Asked about the Corps’ memo, FG LA, LLC, the subsidiary of the Thailand-based Formosa Petrochemical Corporation that’s behind the Sunshine Project, noted in a statement that major construction has been on hold since November 2020.
“FG LA LLC’s unwavering commitment to the parish and to Louisiana has remained constant as the company continues to invest in community needs and build meaningful community partnerships,” Janile Parks, the company’s director of community and government relations, said in a statement provided to DeSmog. “The tweet and accompanying letter from the Acting Assistant Secretary of the Army posted today online provide little detail on EIS procedure the Corps intends to use in its additional evaluation of the project. As a result, the company will continue to work with the Corps as we receive more guidance on the additional evaluation and has no further comment at this time.”
The Sunshine Project has already run into stiff headwinds and significant delays. In October 2020, Formosa announced the project would be delayed as a result of the Covid-19 pandemic. Shortly after, the Corps suspended another permit covering ways that the plant’s construction would impact wetlands following legal challenges.
In December 2020, SP Global estimated that costs for the proposed petrochemical complex had already risen from $9.4 billion to over $12 billion — and that was before environmental advocates with the Center for Biological Diversity filed a lawsuit in January arguing that the project’s environmental impacts needed a closer look and that the Corps’ permits and authorizations for the project were issued in violation of environmental laws.
“This long-overdue review will show the unacceptable harm Formosa Plastics’ massive petrochemical complex would inflict on this community, our waterways, and our climate,” Julie Teel Simmonds, a senior attorney at the Center for Biological Diversity said in response to the Corps’ memo. “This terrible project shouldn’t have been rubber-stamped and it should never be built. Climate action and environmental justice mean we have to stop sacrificing communities and a healthy environment just to make throwaway plastic.”

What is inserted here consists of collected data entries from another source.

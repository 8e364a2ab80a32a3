use std::collections::HashSet;

use crate::dataset::ListingTable;
use crate::error::{EstimatorError, Result};

/// Base currency units per lakh.
pub const LAKH: f64 = 100_000.0;

/// Price in base units per unit of area, from a price in lakhs.
pub fn price_per_area(price_lakhs: f64, area: f64) -> f64 {
    (price_lakhs * LAKH) / area
}

#[derive(Clone, Copy, Debug, PartialEq)]
pub struct RecommenderConfig {
    /// Relative half-width of the price-per-area band.
    pub tolerance: f64,
    /// Maximum number of locations returned.
    pub limit: usize,
}

impl Default for RecommenderConfig {
    fn default() -> Self {
        Self {
            tolerance: 0.10,
            limit: 5,
        }
    }
}

/// Inclusive price-per-area window around a target.
#[derive(Clone, Copy, Debug, PartialEq)]
pub struct PriceBand {
    pub target: f64,
    pub lower: f64,
    pub upper: f64,
}

impl PriceBand {
    /// `tolerance` must lie in `[0, 1)`.
    pub fn around(predicted_price: f64, query_area: f64, tolerance: f64) -> Result<Self> {
        if !(0.0..1.0).contains(&tolerance) {
            return Err(EstimatorError::invalid_input(format!(
                "tolerance must be in [0, 1), got {}",
                tolerance
            )));
        }
        if !query_area.is_finite() || query_area <= 0.0 {
            return Err(EstimatorError::invalid_input(format!(
                "query area must be positive, got {}",
                query_area
            )));
        }
        if !predicted_price.is_finite() {
            return Err(EstimatorError::invalid_input("predicted price is not finite"));
        }

        let target = price_per_area(predicted_price, query_area);
        Ok(Self {
            target,
            lower: target * (1.0 - tolerance),
            upper: target * (1.0 + tolerance),
        })
    }

    pub fn contains(&self, value: f64) -> bool {
        self.lower <= value && value <= self.upper
    }
}

/// Comparable locations in the order they first appear in the dataset.
#[derive(Clone, Debug, Default, PartialEq, Eq)]
pub struct RecommendationSet {
    locations: Vec<String>,
}

impl RecommendationSet {
    pub fn locations(&self) -> &[String] {
        &self.locations
    }

    pub fn len(&self) -> usize {
        self.locations.len()
    }

    pub fn is_empty(&self) -> bool {
        self.locations.is_empty()
    }

    pub fn iter(&self) -> std::slice::Iter<'_, String> {
        self.locations.iter()
    }

    pub fn into_vec(self) -> Vec<String> {
        self.locations
    }
}

impl IntoIterator for RecommendationSet {
    type Item = String;
    type IntoIter = std::vec::IntoIter<String>;

    fn into_iter(self) -> Self::IntoIter {
        self.locations.into_iter()
    }
}

impl<'a> IntoIterator for &'a RecommendationSet {
    type Item = &'a String;
    type IntoIter = std::slice::Iter<'a, String>;

    fn into_iter(self) -> Self::IntoIter {
        self.locations.iter()
    }
}

/// Up to five locations whose listings sit within ±10% of the predicted
/// price per area, excluding `query_location`.
pub fn recommend(
    dataset: &ListingTable,
    query_location: &str,
    predicted_price: f64,
    query_area: f64,
) -> Result<RecommendationSet> {
    recommend_with(
        dataset,
        query_location,
        predicted_price,
        query_area,
        &RecommenderConfig::default(),
    )
}

pub fn recommend_with(
    dataset: &ListingTable,
    query_location: &str,
    predicted_price: f64,
    query_area: f64,
    config: &RecommenderConfig,
) -> Result<RecommendationSet> {
    if config.limit == 0 {
        return Err(EstimatorError::invalid_input("limit must be at least 1"));
    }
    let band = PriceBand::around(predicted_price, query_area, config.tolerance)?;

    let mut seen = HashSet::new();
    let locations: Vec<String> = dataset
        .listings()
        .iter()
        .filter(|listing| band.contains(listing.price_per_area()))
        .map(|listing| listing.location.as_str())
        .filter(|location| *location != query_location)
        .filter(|location| seen.insert(*location))
        .take(config.limit)
        .map(str::to_string)
        .collect();

    tracing::debug!(
        target_price_per_area = band.target,
        lower = band.lower,
        upper = band.upper,
        n_found = locations.len(),
        "recommended comparable locations"
    );

    Ok(RecommendationSet { locations })
}

#[cfg(test)]
mod tests {
    use super::*;
    use crate::dataset::Listing;
    use rand::rngs::StdRng;
    use rand::{Rng, SeedableRng};

    fn listing(location: &str, area: f64, price: f64) -> Listing {
        Listing::new(location, area, price).unwrap()
    }

    #[test]
    fn test_target_price_per_area() {
        let band = PriceBand::around(50.0, 1000.0, 0.10).unwrap();

        assert!((band.target - 5000.0).abs() < 1e-10);
        assert!((band.lower - 4500.0).abs() < 1e-9);
        assert!((band.upper - 5500.0).abs() < 1e-9);
    }

    #[test]
    fn test_band_excludes_query_and_out_of_band() {
        let table = ListingTable::new(vec![
            listing("A", 1000.0, 10.0),
            listing("B", 1000.0, 10.5),
            listing("C", 1000.0, 20.0),
        ]);

        let result = recommend(&table, "A", 10.0, 1000.0).unwrap();
        assert_eq!(result.locations(), &["B".to_string()]);
    }

    #[test]
    fn test_empty_band_is_not_an_error() {
        let table = ListingTable::new(vec![listing("A", 1000.0, 10.0), listing("B", 1000.0, 90.0)]);

        let result = recommend(&table, "Z", 50.0, 1000.0).unwrap();
        assert!(result.is_empty());
    }

    #[test]
    fn test_distinct_first_seen_order_and_limit() {
        let table = ListingTable::new(vec![
            listing("Kothrud", 1000.0, 50.0),
            listing("Aundh", 1000.0, 51.0),
            listing("Kothrud", 1000.0, 49.0),
            listing("Wakad", 1000.0, 52.0),
            listing("Baner", 1000.0, 48.0),
            listing("Hadapsar", 1000.0, 47.0),
            listing("Kharadi", 1000.0, 53.0),
            listing("Viman Nagar", 1000.0, 50.5),
        ]);

        let result = recommend(&table, "Aundh", 50.0, 1000.0).unwrap();
        assert_eq!(
            result.into_vec(),
            vec!["Kothrud", "Wakad", "Baner", "Hadapsar", "Kharadi"]
        );
    }

    #[test]
    fn test_band_edges_are_inclusive() {
        let table = ListingTable::new(vec![
            listing("Low", 1000.0, 37.5),
            listing("High", 1000.0, 62.5),
            listing("Below", 1000.0, 37.4),
        ]);
        let config = RecommenderConfig {
            tolerance: 0.25,
            limit: 5,
        };

        let result = recommend_with(&table, "Q", 50.0, 1000.0, &config).unwrap();
        assert_eq!(result.into_vec(), vec!["Low", "High"]);
    }

    #[test]
    fn test_invalid_query_area() {
        let table = ListingTable::new(vec![listing("A", 1000.0, 10.0)]);

        assert!(recommend(&table, "A", 10.0, 0.0).is_err());
        assert!(recommend(&table, "A", 10.0, -5.0).is_err());
        assert!(recommend(&table, "A", 10.0, f64::NAN).is_err());
    }

    #[test]
    fn test_invalid_tolerance() {
        for tolerance in [-0.1, 1.0, 1.5, f64::NAN, f64::INFINITY] {
            let err = PriceBand::around(50.0, 1000.0, tolerance).unwrap_err();
            assert!(matches!(err, EstimatorError::InvalidInput(_)), "tolerance {tolerance}");
        }
        assert!(PriceBand::around(50.0, 1000.0, 0.0).is_ok());
    }

    #[test]
    fn test_zero_limit_is_rejected() {
        let table = ListingTable::new(vec![listing("A", 1000.0, 10.0), listing("B", 1000.0, 10.0)]);
        let config = RecommenderConfig {
            tolerance: 0.10,
            limit: 0,
        };

        let err = recommend_with(&table, "A", 10.0, 1000.0, &config).unwrap_err();
        assert!(matches!(err, EstimatorError::InvalidInput(_)));
    }

    #[test]
    fn test_recommend_is_idempotent_and_leaves_dataset_unchanged() {
        let table = ListingTable::new(vec![
            listing("A", 1200.0, 60.0),
            listing("B", 1000.0, 52.0),
            listing("C", 800.0, 39.0),
        ]);
        let before: Vec<f64> = table.listings().iter().map(|l| l.price_per_area()).collect();

        let first = recommend(&table, "A", 50.0, 1000.0).unwrap();
        let second = recommend(&table, "A", 50.0, 1000.0).unwrap();
        let after: Vec<f64> = table.listings().iter().map(|l| l.price_per_area()).collect();

        assert_eq!(first, second);
        assert_eq!(before, after);
    }

    #[test]
    fn test_invariants_on_random_datasets() {
        let names = ["A", "B", "C", "D", "E", "F", "G", "H", "I", "J"];
        let mut rng = StdRng::seed_from_u64(42);

        for _ in 0..50 {
            let listings = (0..200)
                .map(|_| {
                    let name = names[rng.gen_range(0..names.len())];
                    listing(name, rng.gen_range(300.0..3000.0), rng.gen_range(10.0..200.0))
                })
                .collect();
            let table = ListingTable::new(listings);
            let query = names[rng.gen_range(0..names.len())];

            let result = recommend(&table, query, rng.gen_range(10.0..200.0), rng.gen_range(100.0..20000.0)).unwrap();

            assert!(result.len() <= 5);
            assert!(result.iter().all(|l| l != query));
            let distinct: HashSet<&String> = result.iter().collect();
            assert_eq!(distinct.len(), result.len());
        }
    }
}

Other environmental advocates highlighted the parallels between the Formosa plastics plant and proposed petrochemical projects nationwide.
“The race to massively expand plastics and petrochemical infrastructure is putting communities across the U.S. at risk, with disproportionate and overwhelming impacts on communities of color,” Jane Patton, a campaign manager for the Center for International Environmental Law, told DeSmog. “The Army Corps of Engineer’s initial approval of the Formosa Plastics megacomplex in St. James without adequately assessing these or other impacts was a grave mistake. It should be the last such mistake.”
“In the end, we expect the Army Corps of Engineers to uphold their obligations to human rights and environmental justice by revoking Formosa’s permit, once and for all,” Patton added, “and by ensuring that other proposed facilities that could create similar risks are never approved.”
In May, the International Energy Agency called for an end to investments in new oil and gas fields, citing climate change and the energy transition that’s required to curb it. In recent years, fossil fuel producers have sought to market themselves to investors by suggesting that even if demand slows for fossil fuels for cars or for electricity, demand for fossil fuels to make plastics and petrochemicals would nonetheless continue to rise.
But if the progress of a plastics production project in Louisiana is any kind of bellwether for those plans, analysts may need to reconsider those assumptions. Lavigne of RISE St. James predicts that the Formosa project will ultimately run aground.
“I told them Formosa is not coming,” Lavinge said on a call shortly after learning about the U.S. Army Corps memo, “and it is just like I said.”